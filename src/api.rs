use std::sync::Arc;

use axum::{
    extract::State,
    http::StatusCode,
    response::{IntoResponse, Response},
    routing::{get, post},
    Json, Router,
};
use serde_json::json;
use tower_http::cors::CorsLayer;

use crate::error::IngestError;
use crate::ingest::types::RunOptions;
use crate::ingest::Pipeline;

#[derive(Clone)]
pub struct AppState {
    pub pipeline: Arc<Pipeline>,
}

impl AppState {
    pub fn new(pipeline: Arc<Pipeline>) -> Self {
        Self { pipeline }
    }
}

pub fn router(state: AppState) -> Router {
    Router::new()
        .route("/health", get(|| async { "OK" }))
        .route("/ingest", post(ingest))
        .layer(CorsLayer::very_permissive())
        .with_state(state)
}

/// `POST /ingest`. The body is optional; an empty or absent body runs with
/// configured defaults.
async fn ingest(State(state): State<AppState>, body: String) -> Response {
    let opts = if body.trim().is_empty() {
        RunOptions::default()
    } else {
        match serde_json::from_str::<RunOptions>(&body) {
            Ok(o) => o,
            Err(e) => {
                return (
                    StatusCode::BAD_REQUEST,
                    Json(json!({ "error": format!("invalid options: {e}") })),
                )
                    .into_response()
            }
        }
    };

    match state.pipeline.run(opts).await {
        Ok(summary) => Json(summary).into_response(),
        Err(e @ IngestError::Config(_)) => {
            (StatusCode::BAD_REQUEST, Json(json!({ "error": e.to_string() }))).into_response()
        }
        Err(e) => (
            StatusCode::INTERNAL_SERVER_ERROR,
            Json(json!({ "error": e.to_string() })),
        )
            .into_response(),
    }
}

--

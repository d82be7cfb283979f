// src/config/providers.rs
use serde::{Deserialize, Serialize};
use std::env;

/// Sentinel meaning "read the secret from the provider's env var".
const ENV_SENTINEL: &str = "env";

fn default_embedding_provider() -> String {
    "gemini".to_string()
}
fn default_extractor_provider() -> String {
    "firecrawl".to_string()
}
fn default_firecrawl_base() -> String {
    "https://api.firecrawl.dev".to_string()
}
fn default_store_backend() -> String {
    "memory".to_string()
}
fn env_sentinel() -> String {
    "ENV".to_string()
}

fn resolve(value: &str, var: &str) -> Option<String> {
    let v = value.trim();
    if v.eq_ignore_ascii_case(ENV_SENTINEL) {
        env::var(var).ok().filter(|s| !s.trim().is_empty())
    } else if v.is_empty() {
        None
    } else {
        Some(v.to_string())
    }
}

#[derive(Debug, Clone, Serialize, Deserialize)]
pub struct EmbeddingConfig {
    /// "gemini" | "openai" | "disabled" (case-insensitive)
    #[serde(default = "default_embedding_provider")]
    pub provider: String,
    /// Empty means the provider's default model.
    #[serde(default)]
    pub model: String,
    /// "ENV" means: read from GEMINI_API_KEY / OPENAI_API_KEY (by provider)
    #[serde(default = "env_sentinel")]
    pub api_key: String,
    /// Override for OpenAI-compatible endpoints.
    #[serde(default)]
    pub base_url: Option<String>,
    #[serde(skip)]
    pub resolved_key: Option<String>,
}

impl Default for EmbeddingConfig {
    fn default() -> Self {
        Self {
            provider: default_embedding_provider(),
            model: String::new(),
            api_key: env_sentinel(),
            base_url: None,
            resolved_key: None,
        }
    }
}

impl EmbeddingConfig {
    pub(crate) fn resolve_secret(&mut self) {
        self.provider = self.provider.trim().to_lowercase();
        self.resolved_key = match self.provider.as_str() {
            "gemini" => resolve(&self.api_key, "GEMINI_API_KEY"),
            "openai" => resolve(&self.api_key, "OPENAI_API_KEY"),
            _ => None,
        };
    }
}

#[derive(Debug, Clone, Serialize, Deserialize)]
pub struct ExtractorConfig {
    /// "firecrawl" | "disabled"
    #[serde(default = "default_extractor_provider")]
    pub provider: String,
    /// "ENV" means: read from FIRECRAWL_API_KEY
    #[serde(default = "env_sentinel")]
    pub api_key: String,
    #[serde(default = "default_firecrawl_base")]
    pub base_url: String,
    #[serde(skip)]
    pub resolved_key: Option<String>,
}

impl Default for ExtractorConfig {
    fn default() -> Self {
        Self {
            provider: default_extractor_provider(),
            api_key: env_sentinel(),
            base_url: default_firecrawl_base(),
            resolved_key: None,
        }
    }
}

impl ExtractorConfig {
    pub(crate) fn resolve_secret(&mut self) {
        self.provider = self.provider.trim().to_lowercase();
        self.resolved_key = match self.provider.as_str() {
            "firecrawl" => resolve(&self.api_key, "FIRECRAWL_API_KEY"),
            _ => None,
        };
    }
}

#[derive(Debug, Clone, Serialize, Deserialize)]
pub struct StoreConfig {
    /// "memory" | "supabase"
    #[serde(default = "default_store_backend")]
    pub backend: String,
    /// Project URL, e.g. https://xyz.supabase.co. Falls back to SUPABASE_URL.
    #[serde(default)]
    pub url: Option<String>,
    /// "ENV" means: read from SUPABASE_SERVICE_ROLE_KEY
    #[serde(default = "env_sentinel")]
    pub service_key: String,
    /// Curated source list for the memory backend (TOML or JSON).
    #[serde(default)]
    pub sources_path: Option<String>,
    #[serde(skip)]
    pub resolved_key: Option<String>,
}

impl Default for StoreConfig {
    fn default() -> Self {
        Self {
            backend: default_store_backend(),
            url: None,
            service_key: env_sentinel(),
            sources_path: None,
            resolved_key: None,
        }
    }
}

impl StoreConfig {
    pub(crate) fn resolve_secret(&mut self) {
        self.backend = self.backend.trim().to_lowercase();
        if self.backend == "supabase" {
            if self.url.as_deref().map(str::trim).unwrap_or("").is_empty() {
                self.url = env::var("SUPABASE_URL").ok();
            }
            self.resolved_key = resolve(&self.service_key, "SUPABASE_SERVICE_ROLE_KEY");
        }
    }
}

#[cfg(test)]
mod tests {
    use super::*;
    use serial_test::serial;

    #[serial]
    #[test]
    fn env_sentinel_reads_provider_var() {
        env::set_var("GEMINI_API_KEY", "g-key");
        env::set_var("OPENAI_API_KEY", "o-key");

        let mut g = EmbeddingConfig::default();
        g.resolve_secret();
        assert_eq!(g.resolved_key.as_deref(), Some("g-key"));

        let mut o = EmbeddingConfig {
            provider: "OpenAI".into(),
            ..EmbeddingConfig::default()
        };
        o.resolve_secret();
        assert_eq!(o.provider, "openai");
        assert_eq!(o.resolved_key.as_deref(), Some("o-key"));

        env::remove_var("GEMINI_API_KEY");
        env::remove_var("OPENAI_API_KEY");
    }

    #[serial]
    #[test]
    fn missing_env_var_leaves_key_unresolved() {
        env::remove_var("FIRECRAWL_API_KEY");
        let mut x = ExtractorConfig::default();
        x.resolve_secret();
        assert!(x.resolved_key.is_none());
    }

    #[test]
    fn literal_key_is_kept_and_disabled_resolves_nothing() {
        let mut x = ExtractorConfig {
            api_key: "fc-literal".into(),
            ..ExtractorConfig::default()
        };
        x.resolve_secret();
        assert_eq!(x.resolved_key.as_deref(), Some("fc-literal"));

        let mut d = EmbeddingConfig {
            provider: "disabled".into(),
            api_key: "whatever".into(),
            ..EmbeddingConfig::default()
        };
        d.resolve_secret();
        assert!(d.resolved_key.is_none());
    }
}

> Instructions for the task: Could you find each line in the entries that contains the string "Router" and copy it?

> Response for this exercise:
    Json, Router,
pub fn router(state: AppState) -> Router {
    Router::new()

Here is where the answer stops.